Most cabbies, however, were competent and friendly and drove newish cars. No one who takes pride in his vehicle is likely to “express kidnap” you and take you a series of ATMs, where you will be forced at gunpoint to drain your bank account(s). This practice is sometimes known as the “millionaires’ tour.” Trust me, this is one tour you don’t want to take.

In addition to taking cabs, I walked for miles in Lima, Cusco, Puno, and Arequipa. By evening, I was so tired that I had no trouble sleeping for nine or even ten hours.

 

Beats Greyhound Hands Down

Cruz Del Sur (Southern Cross) Is One of Peru’s Premier Bus Lines

Cruz Del Sur (Southern Cross) Is One of Peru’s Premier Bus Lines

For some reason I cannot quite fathom, Martine likes to go to Sacramento via Greyhound. (Perhaps it’s because the airport is many miles north of the city.) Today I was doing some research on returning to Lima from Cusco. Originally, I planned to fly; but then I realized that I would not only have to pony up for the flight, but also I’d have to book a hotel for the night. Then I looked at Cruz Del Sur’s website, and my eyes popped out.
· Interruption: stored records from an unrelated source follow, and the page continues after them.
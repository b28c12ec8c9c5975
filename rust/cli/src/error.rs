//! Error types for the CLI application.
//!
//! Engine errors arrive as `GameError`/`ConfigError` and are folded into
//! [`CliError`] so command handlers can use `?` throughout.

use std::fmt;

use farkell_engine::errors::{ConfigError, GameError};

/// Custom error type for CLI operations.
#[derive(Debug)]
pub enum CliError {
    /// I/O error (file operations, stdout/stderr writes, etc.)
    Io(std::io::Error),

    /// Invalid user input or command-line arguments
    InvalidInput(String),

    /// Configuration error
    Config(String),

    /// Engine-related error
    Engine(String),

    /// The player quit, or input ended, before the game was over
    Interrupted(String),
}

impl fmt::Display for CliError {
    fn fmt(&self, f: &mut fmt::Formatter<'_>) -> fmt::Result {
        match self {
            CliError::Io(e) => write!(f, "I/O error: {}", e),
            CliError::InvalidInput(msg) => write!(f, "Invalid input: {}", msg),
            CliError::Config(msg) => write!(f, "Configuration error: {}", msg),
            CliError::Engine(msg) => write!(f, "Engine error: {}", msg),
            CliError::Interrupted(msg) => write!(f, "Interrupted: {}", msg),
        }
    }
}

impl std::error::Error for CliError {
    fn source(&self) -> Option<&(dyn std::error::Error + 'static)> {
        match self {
            CliError::Io(e) => Some(e),
            _ => None,
        }
    }
}

impl From<std::io::Error> for CliError {
    fn from(error: std::io::Error) -> Self {
        CliError::Io(error)
    }
}

impl From<ConfigError> for CliError {
    fn from(error: ConfigError) -> Self {
        CliError::Config(error.to_string())
    }
}

impl From<GameError> for CliError {
    fn from(error: GameError) -> Self {
        match error {
            GameError::Aborted(msg) => CliError::Interrupted(msg),
            GameError::Config(e) => e.into(),
            GameError::Observer(msg) => CliError::Io(std::io::Error::other(msg)),
            other => CliError::Engine(other.to_string()),
        }
    }
}

#[cfg(test)]
mod tests {
    use super::*;

    #[test]
    fn test_aborted_game_is_an_interruption() {
        let e: CliError = GameError::Aborted("quit".into()).into();
        assert!(matches!(e, CliError::Interrupted(ref m) if m == "quit"));
    }

    #[test]
    fn test_config_errors_keep_their_message() {
        let e: CliError = GameError::Config(ConfigError::NoPlayers).into();
        assert_eq!(
            e.to_string(),
            "Configuration error: Game needs at least one player"
        );
    }

    #[test]
    fn test_protocol_errors_are_engine_errors() {
        let e: CliError = GameError::DecisionShape {
            expected: 2,
            actual: 1,
        }
        .into();
        assert!(matches!(e, CliError::Engine(_)));
    }

    #[test]
    fn test_observer_failures_are_io_errors() {
        let e: CliError = GameError::Observer("disk full".into()).into();
        assert!(matches!(e, CliError::Io(ref io) if io.to_string() == "disk full"));
    }
}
I had some good feelings about South American buses from my experiences in Argentina, but some of the the long-distance Peruvian lines look really good. Probably the best of the bunch are Cruz Del Sur, Ormeño (which has a 6,002 mile route—the longest in the world—between Caracas, Venezuela and Buenos Aires, Argentina), and Oltursa. Many have what are called Executivo or Cama services, which include seats that recline from 160-180º, plus a lot of other extras. The Crucero Suite service includes these, plus meals (included in the price), stewards/stewardesses, entertainment with personal headphones and screens, two restrooms per bus, air conditioning and heating, reading lamps, a kit including blanket and pillow, and bingo. Check out this Cruz Del Sur website in English and compare it to the increasingly trashy public transportation services on offer in the United States.

Of course, nothing is perfect in this world. In the summer of 2013, a Cruz Del Sur bus full of American, European, and Asian tourists was held up outside of Ayacucho by eight armed bandits in the middle of the night. They pulled the bus off the road and proceeded to rob the passengers of over $50,000 in cash and personal goods. You can read the story in Peru This Week. Ayacucho is a dangerous place that served as the center of the Sendero Luminoso (“Shining Path”) guerrilla insurgency in the 1980s and early 1990s.

Peru is a deceptively large country: From Cusco to Lima is a 21-22 hour bus ride with a single stop on the way. I kind of hope it isn’t Ayacucho.